Baclofen administration alters fear extinction and GABAergic protein levels

The investigation of GABAergic systems in learning and extinction has principally focused on ionotropic GABAA receptors. Less well characterized is the metabotropic GABAB receptor, which when activated, induces a more sustained inhibitory effect and has been implicated in regulating oscillatory activity. Few studies have been carried out utilizing GABAB ligands in learning, and investigations of GABAB in extinction have primarily focused on interactions with drugs of abuse. The current study examined changes in GABAB receptor function using the GABAB agonist baclofen (2 mg/mL) or the GABAB antagonist phaclofen (0.3 mg/mL) on trace cued and contextual fear conditioning and extinction. The compounds were either administered during training and throughout extinction in Experiment 1, or starting 24 h after training and throughout extinction in Experiment 2. All drugs were administered 1 mL/kg via intraperitoneal injection. These studies demonstrated that the administration of baclofen during training and extinction trials impaired animals’ ability to extinguish the fear association to the CS, whereas the animals that were administered baclofen starting 24 h after training (Experiment 2) did display some extinction. Further, contextual fear extinction was impaired by baclofen in both experiments. Tissue analyses suggest the cued fear extinction deficit may be related to changes in the GABAB2 receptor subunit in the amygdala.
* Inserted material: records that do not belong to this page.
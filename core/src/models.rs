use anyhow::{Result, bail};
use chrono::{DateTime, Local};
use serde::Serialize;

/// One logged consumption event: a meal (calories) or a drink (water volume).
#[derive(Debug, Clone, Serialize)]
pub struct ConsumptionRecord {
    pub id: i64,
    pub uuid: String,
    pub category: String,
    pub calories: i64,
    #[serde(skip_serializing_if = "Option::is_none")]
    pub water_l: Option<f64>,
    pub timestamp: DateTime<Local>,
    pub created_at: String,
}

#[derive(Debug, Clone)]
pub struct NewRecord {
    pub category: String,
    pub calories: i64,
    pub water_l: Option<f64>,
    pub timestamp: DateTime<Local>,
}

impl NewRecord {
    #[must_use]
    pub fn meal(category: &str, calories: i64) -> Self {
        Self {
            category: category.to_string(),
            calories,
            water_l: None,
            timestamp: Local::now(),
        }
    }

    #[must_use]
    pub fn drink(water_l: f64) -> Self {
        Self {
            category: "drink".to_string(),
            calories: 0,
            water_l: Some(water_l),
            timestamp: Local::now(),
        }
    }
}

/// Daily goals. Targets are process-wide state owned by the service and
/// persisted to settings storage on every change.
#[derive(Debug, Clone, Copy, Serialize)]
pub struct Targets {
    pub water_l: f64,
    pub calories: i64,
}

pub const DEFAULT_WATER_TARGET_L: f64 = 2.0;
pub const DEFAULT_CALORIE_TARGET: i64 = 2000;

impl Default for Targets {
    fn default() -> Self {
        Self {
            water_l: DEFAULT_WATER_TARGET_L,
            calories: DEFAULT_CALORIE_TARGET,
        }
    }
}

/// Safety classification for a prospective addition, ordered by severity.
/// Advisory only — `Dangerous` is the one status callers are expected to
/// block on.
#[derive(Debug, Clone, Copy, PartialEq, Eq, PartialOrd, Ord, Serialize)]
#[serde(rename_all = "snake_case")]
pub enum IntakeStatus {
    Normal,
    TargetReached,
    Excessive,
    Dangerous,
}

/// Qualitative label derived from both progress ratios at once.
#[derive(Debug, Clone, Copy, PartialEq, Eq, Serialize)]
#[serde(rename_all = "snake_case")]
pub enum HealthStatus {
    Normal,
    NeedsCalories,
    NeedsWater,
    Excellent,
}

/// Which daily target a signal refers to.
#[derive(Debug, Clone, Copy, PartialEq, Eq, Serialize)]
#[serde(rename_all = "snake_case")]
pub enum TargetKind {
    Calories,
    Water,
}

/// Snapshot of one local calendar day: records plus derived totals and
/// classifications. Recomputed from the record log, never persisted.
#[derive(Debug, Clone, Serialize)]
pub struct DailyReport {
    pub date: String,
    pub records: Vec<ConsumptionRecord>,
    pub total_calories: i64,
    pub total_water_l: f64,
    pub calorie_target: i64,
    pub water_target_l: f64,
    pub calorie_progress: f64,
    pub water_progress: f64,
    pub health: HealthStatus,
}

pub const CATEGORIES: &[&str] = &["breakfast", "lunch", "dinner", "snack", "drink"];

/// Absolute daily calorie total above which any further intake is dangerous.
pub const DANGEROUS_CALORIE_TOTAL: i64 = 5000;
/// Water progress ratio at which further intake is dangerous.
pub const DANGEROUS_WATER_RATIO: f64 = 2.0;
/// Progress ratio at which intake is excessive (either target).
pub const EXCESSIVE_RATIO: f64 = 1.5;

pub fn validate_category(category: &str) -> Result<String> {
    let lower = category.to_lowercase();
    if CATEGORIES.contains(&lower.as_str()) {
        Ok(lower)
    } else {
        bail!(
            "Invalid category '{category}'. Must be one of: {}",
            CATEGORIES.join(", ")
        )
    }
}

/// Validate a record's payload invariant and return the canonical category.
///
/// Drink records carry a positive water volume and zero calories; every other
/// category carries positive calories and no water volume.
pub fn validate_record(category: &str, calories: i64, water_l: Option<f64>) -> Result<String> {
    let category = validate_category(category)?;
    if category == "drink" {
        let Some(water) = water_l else {
            bail!("Drink records must carry a water amount");
        };
        if water <= 0.0 {
            bail!("Water amount must be greater than 0");
        }
        if calories != 0 {
            bail!("Drink records must not carry calories");
        }
    } else {
        if water_l.is_some() {
            bail!("Only drink records may carry a water amount");
        }
        if calories <= 0 {
            bail!("Calories must be greater than 0");
        }
    }
    Ok(category)
}

/// Classify a prospective new daily calorie total against the target.
#[must_use]
#[allow(clippy::cast_precision_loss)]
pub fn classify_calories(new_total: i64, target: i64) -> IntakeStatus {
    if new_total > DANGEROUS_CALORIE_TOTAL {
        return IntakeStatus::Dangerous;
    }
    classify_ratio(new_total as f64 / target as f64)
}

/// Classify a prospective new daily water total against the target.
#[must_use]
pub fn classify_water(new_total_l: f64, target_l: f64) -> IntakeStatus {
    let ratio = new_total_l / target_l;
    if ratio >= DANGEROUS_WATER_RATIO {
        return IntakeStatus::Dangerous;
    }
    classify_ratio(ratio)
}

fn classify_ratio(ratio: f64) -> IntakeStatus {
    if ratio >= EXCESSIVE_RATIO {
        IntakeStatus::Excessive
    } else if ratio >= 1.0 {
        IntakeStatus::TargetReached
    } else {
        IntakeStatus::Normal
    }
}

/// Derive the health status from both progress ratios.
#[must_use]
pub fn health_status(calorie_ratio: f64, water_ratio: f64) -> HealthStatus {
    match (calorie_ratio >= 1.0, water_ratio >= 1.0) {
        (true, true) => HealthStatus::Excellent,
        (true, false) => HealthStatus::NeedsWater,
        (false, true) => HealthStatus::NeedsCalories,
        (false, false) => HealthStatus::Normal,
    }
}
The data in the present investigation demonstrate that GABAB receptors play an important role in trace cued and contextual fear extinction, and may function differently than GABAA receptors in learning, memory, and extinction.

► Baclofen administered during training impaired extinction to the CS.
► Regardless of time of administration, baclofen impaired contextual extinction.
► GABAB2 subunit in amygdala may mediate extinction to the CS.